By Dr Ananya Mandal, MD
There is a wide range of medication that can reduce blood pressure to bring it within normal limits.
Some of the more commonly prescribed drugs used in hypertension include:
Diuretics or water pills - These are often the first agents used to control essential hypertension and examples include hydroclorathiazide, thiazide, indapamide and chlorathalidone. As their name suggests, these drugs act on the kidneys to increase the amount of water expelled from the body in the urine, which lowers the blood volume inside the body and therefore the blood pressure.
In addition, some diuretics also help to dilate or relax the walls of the arteries meaning blood can flow more easily through these vessels, which also reduces blood pressure.

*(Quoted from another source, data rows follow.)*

//! Hash service: digest computation, simulated reverse lookup, and
//! message-integrity verification.
//!
//! The service owns the reverse-lookup cache, a process-lifetime map from
//! digest to the text that produced it. Only `hash_text` writes the cache;
//! the integrity endpoints never touch it, so the two demos stay separate.

use dashmap::DashMap;

use hashlab_types::error::ValidationError;
use hashlab_types::hash::{
    HashResponse, HealthResponse, IntegritySendResponse, IntegrityStatus,
    IntegrityVerifyResponse, ReverseResponse,
};

use crate::hasher::TextHasher;

/// Note returned when a reverse lookup hits the cache.
const NOTE_FOUND: &str = "Found in session storage";

/// Note returned when a reverse lookup misses.
const NOTE_NOT_FOUND: &str = "Hash not found in session storage. In reality, \
    SHA-256 is cryptographically secure and cannot be reversed.";

/// Health status label.
const STATUS_RUNNING: &str = "Server is running";

/// Service for the SHA-256 demo operations.
///
/// Generic over the hasher to maintain the clean architecture boundary --
/// no crypto dependencies in core -- and so tests can instantiate
/// independent instances with their own cache.
pub struct HashService<H: TextHasher> {
    hasher: H,
    /// digest -> original text, insert-or-overwrite, never evicted.
    cache: DashMap<String, String>,
}

impl<H: TextHasher> HashService<H> {
    /// Create a new service with an empty cache.
    pub fn new(hasher: H) -> Self {
        Self {
            hasher,
            cache: DashMap::new(),
        }
    }

    /// Compute the SHA-256 digest of `text` and remember it for reverse
    /// lookup.
    ///
    /// The cache entry is keyed by the digest, so hashing the same text
    /// twice overwrites the entry with an identical one.
    pub fn hash_text(&self, text: &str) -> Result<HashResponse, ValidationError> {
        if text.is_empty() {
            return Err(ValidationError::Missing("text"));
        }

        let hash = self.hasher.digest_hex(text);
        self.cache.insert(hash.clone(), text.to_string());
        tracing::debug!(%hash, cache_len = self.cache.len(), "hashed text");

        Ok(HashResponse {
            original_text: text.to_string(),
            hash,
            timestamp: now(),
        })
    }

    /// Look up a digest in the session cache.
    ///
    /// This only "reverses" digests produced by `hash_text` in this process;
    /// a miss is reported with a note explaining that SHA-256 cannot
    /// actually be reversed.
    pub fn reverse_lookup(&self, hash: &str) -> Result<ReverseResponse, ValidationError> {
        if hash.is_empty() {
            return Err(ValidationError::Missing("hash"));
        }

        let original_text = self.cache.get(hash).map(|entry| entry.value().clone());
        let success = original_text.is_some();
        tracing::debug!(%hash, success, "reverse lookup");

        Ok(ReverseResponse {
            hash: hash.to_string(),
            original_text,
            success,
            note: if success { NOTE_FOUND } else { NOTE_NOT_FOUND }.to_string(),
        })
    }

    /// Sender side of the integrity demo: compute the digest to transmit
    /// alongside the message.
    ///
    /// Unlike `hash_text`, this does not populate the reverse-lookup cache;
    /// callers wanting the digest reversible must hash it explicitly.
    pub fn integrity_send(
        &self,
        message: &str,
    ) -> Result<IntegritySendResponse, ValidationError> {
        if message.is_empty() {
            return Err(ValidationError::Missing("message"));
        }

        Ok(IntegritySendResponse {
            original_message: message.to_string(),
            original_hash: self.hasher.digest_hex(message),
            timestamp: now(),
        })
    }

    /// Receiver side of the integrity demo: recompute the digest of the
    /// received message and compare it with the one that was sent.
    ///
    /// The comparison is plain string equality over hex digests; nothing
    /// secret is being compared, so constant-time comparison is not needed.
    pub fn verify_integrity(
        &self,
        original_message: &str,
        original_hash: &str,
        received_message: &str,
    ) -> Result<IntegrityVerifyResponse, ValidationError> {
        if original_message.is_empty() {
            return Err(ValidationError::Missing("originalMessage"));
        }
        if original_hash.is_empty() {
            return Err(ValidationError::Missing("originalHash"));
        }
        if received_message.is_empty() {
            return Err(ValidationError::Missing("receivedMessage"));
        }

        let received_hash = self.hasher.digest_hex(received_message);
        let integrity_maintained = original_hash == received_hash;
        tracing::debug!(integrity_maintained, "integrity verification");

        Ok(IntegrityVerifyResponse {
            original_message: original_message.to_string(),
            original_hash: original_hash.to_string(),
            received_message: received_message.to_string(),
            received_hash,
            integrity_maintained,
            status: IntegrityStatus::from(integrity_maintained),
            timestamp: now(),
        })
    }

    /// Report service status and the current cache size.
    pub fn health(&self) -> HealthResponse {
        HealthResponse {
            status: STATUS_RUNNING.to_string(),
            timestamp: now(),
            stored_hashes: self.cache.len(),
        }
    }

    /// Number of entries in the reverse-lookup cache.
    pub fn stored_hashes(&self) -> usize {
        self.cache.len()
    }
}

fn now() -> String {
    chrono::Utc::now().to_rfc3339()
}

#[cfg(test)]
mod tests {
    use sha2::{Digest, Sha256};

    use super::*;

    /// Real SHA-256 hasher for tests; the production adapter lives in
    /// hashlab-infra, which core cannot depend on.
    struct TestHasher;

    impl TextHasher for TestHasher {
        fn digest_hex(&self, text: &str) -> String {
            format!("{:x}", Sha256::digest(text.as_bytes()))
        }
    }

    fn service() -> HashService<TestHasher> {
        HashService::new(TestHasher)
    }

    const ABC_DIGEST: &str =
        "ba7816bf8f01cfea414140de5dae2223b00361a396177a9cb410ff61f20015ad";

    #[test]
    fn test_hash_text_known_vector() {
        let svc = service();
        let resp = svc.hash_text("abc").unwrap();
        assert_eq!(resp.hash, ABC_DIGEST);
        assert_eq!(resp.original_text, "abc");
    }

    #[test]
    fn test_hash_text_is_idempotent() {
        let svc = service();
        let first = svc.hash_text("hello world").unwrap();
        let second = svc.hash_text("hello world").unwrap();
        assert_eq!(first.hash, second.hash);
        assert_eq!(svc.stored_hashes(), 1);
    }

    #[test]
    fn test_hash_text_rejects_empty() {
        let svc = service();
        let err = svc.hash_text("").unwrap_err();
        assert_eq!(err, ValidationError::Missing("text"));
        assert_eq!(svc.stored_hashes(), 0);
    }

    #[test]
    fn test_reverse_lookup_round_trip() {
        let svc = service();
        let hashed = svc.hash_text("attack at dawn").unwrap();
        let resp = svc.reverse_lookup(&hashed.hash).unwrap();
        assert!(resp.success);
        assert_eq!(resp.original_text.as_deref(), Some("attack at dawn"));
        assert_eq!(resp.note, NOTE_FOUND);
    }

    #[test]
    fn test_reverse_lookup_miss() {
        let svc = service();
        let resp = svc.reverse_lookup(ABC_DIGEST).unwrap();
        assert!(!resp.success);
        assert!(resp.original_text.is_none());
        assert!(resp.note.contains("cannot be reversed"));
    }

    #[test]
    fn test_reverse_lookup_rejects_empty() {
        let svc = service();
        let err = svc.reverse_lookup("").unwrap_err();
        assert_eq!(err, ValidationError::Missing("hash"));
    }

    #[test]
    fn test_reverse_lookup_does_not_write_cache() {
        let svc = service();
        svc.reverse_lookup(ABC_DIGEST).unwrap();
        assert_eq!(svc.stored_hashes(), 0);
    }

    #[test]
    fn test_integrity_send_does_not_populate_cache() {
        let svc = service();
        let sent = svc.integrity_send("wire this").unwrap();
        // The integrity demo is deliberately separate from reverse lookup.
        let lookup = svc.reverse_lookup(&sent.original_hash).unwrap();
        assert!(!lookup.success);
        assert_eq!(svc.stored_hashes(), 0);
    }

    #[test]
    fn test_integrity_send_known_vector() {
        let svc = service();
        let sent = svc.integrity_send("abc").unwrap();
        assert_eq!(sent.original_hash, ABC_DIGEST);
    }

    #[test]
    fn test_verify_integrity_maintained() {
        let svc = service();
        let sent = svc.integrity_send("the deal is off").unwrap();
        let resp = svc
            .verify_integrity("the deal is off", &sent.original_hash, "the deal is off")
            .unwrap();
        assert!(resp.integrity_maintained);
        assert_eq!(resp.status, IntegrityStatus::Maintained);
        assert_eq!(resp.received_hash, sent.original_hash);
    }

    #[test]
    fn test_verify_integrity_detects_tampering() {
        let svc = service();
        let sent = svc.integrity_send("the deal is off").unwrap();
        let resp = svc
            .verify_integrity("the deal is off", &sent.original_hash, "the deal is on")
            .unwrap();
        assert!(!resp.integrity_maintained);
        assert_eq!(resp.status, IntegrityStatus::Compromised);
        assert_ne!(resp.received_hash, sent.original_hash);
    }

    #[test]
    fn test_verify_integrity_reports_first_missing_field() {
        let svc = service();
        assert_eq!(
            svc.verify_integrity("", "hash", "msg").unwrap_err(),
            ValidationError::Missing("originalMessage")
        );
        assert_eq!(
            svc.verify_integrity("msg", "", "msg").unwrap_err(),
            ValidationError::Missing("originalHash")
        );
        assert_eq!(
            svc.verify_integrity("msg", "hash", "").unwrap_err(),
            ValidationError::Missing("receivedMessage")
        );
    }

    #[test]
    fn test_integrity_send_rejects_empty() {
        let svc = service();
        let err = svc.integrity_send("").unwrap_err();
        assert_eq!(err, ValidationError::Missing("message"));
    }

    #[test]
    fn test_health_reports_cache_size() {
        let svc = service();
        let before = svc.health();
        assert_eq!(before.status, STATUS_RUNNING);
        assert_eq!(before.stored_hashes, 0);

        svc.hash_text("one").unwrap();
        svc.hash_text("two").unwrap();
        svc.hash_text("one").unwrap(); // overwrite, not a new entry

        let after = svc.health();
        assert_eq!(after.stored_hashes, 2);
    }

    #[test]
    fn test_instances_have_independent_caches() {
        let a = service();
        let b = service();
        let hashed = a.hash_text("only in a").unwrap();
        assert!(!b.reverse_lookup(&hashed.hash).unwrap().success);
    }
}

Examples of beta blockers include atenolol, metoprolol, nadolol, pindolol, carvedilol and labetelol. These agents block the beta receptors of the heart and lower the force the heart pumps with. Beta blockers also lower the heart rate.
Calcium channel blockers
These agents block the flow of calcium in the muscles of the blood vessels causing them to relax and dilate. This reduces the pressure against which the heart has to pump and, in turn, the blood pressure. Examples of these agents are amlodipine, nifedipine, nicardipine and verapamil.
Angiotensin converting enzyme (ACE) inhibitors
These drugs stop the action of angiotensin II, which normally narrows blood vessels. Blocking its action dilates blood vessels and reduces blood pressure. Some examples of these agents are enalapril, captopril and ramipril.
Angiotensin receptor blockers
These drugs act by preventing the action of angiotensin II on its receptor and therefore exert similar effects to as ACE inhibitors. Examples include drugs such as losartan, candesartan, and telmesartan.
Centrally acting sympatholytics
These are substances that act on the central nervous system to induce blood vessel dilation and, in turn, blood pressure. Drugs in this class include methyldopa and clonidine. Methyldopa is suitable for pregnant women with hypertension.
These act by blocking the alpha adrenergic receptors, which relaxes and dilates the blood vessels. This reduces the pressure against which the heart has to pump and therefore the blood pressure.
Drugs of this class include hydralazine and minoxidil which relax the smooth muscle of the blood vessels causing the vessels to relax and dilate. Again, this reduces the pressure against which the heart has to pump and therefore the blood pressure.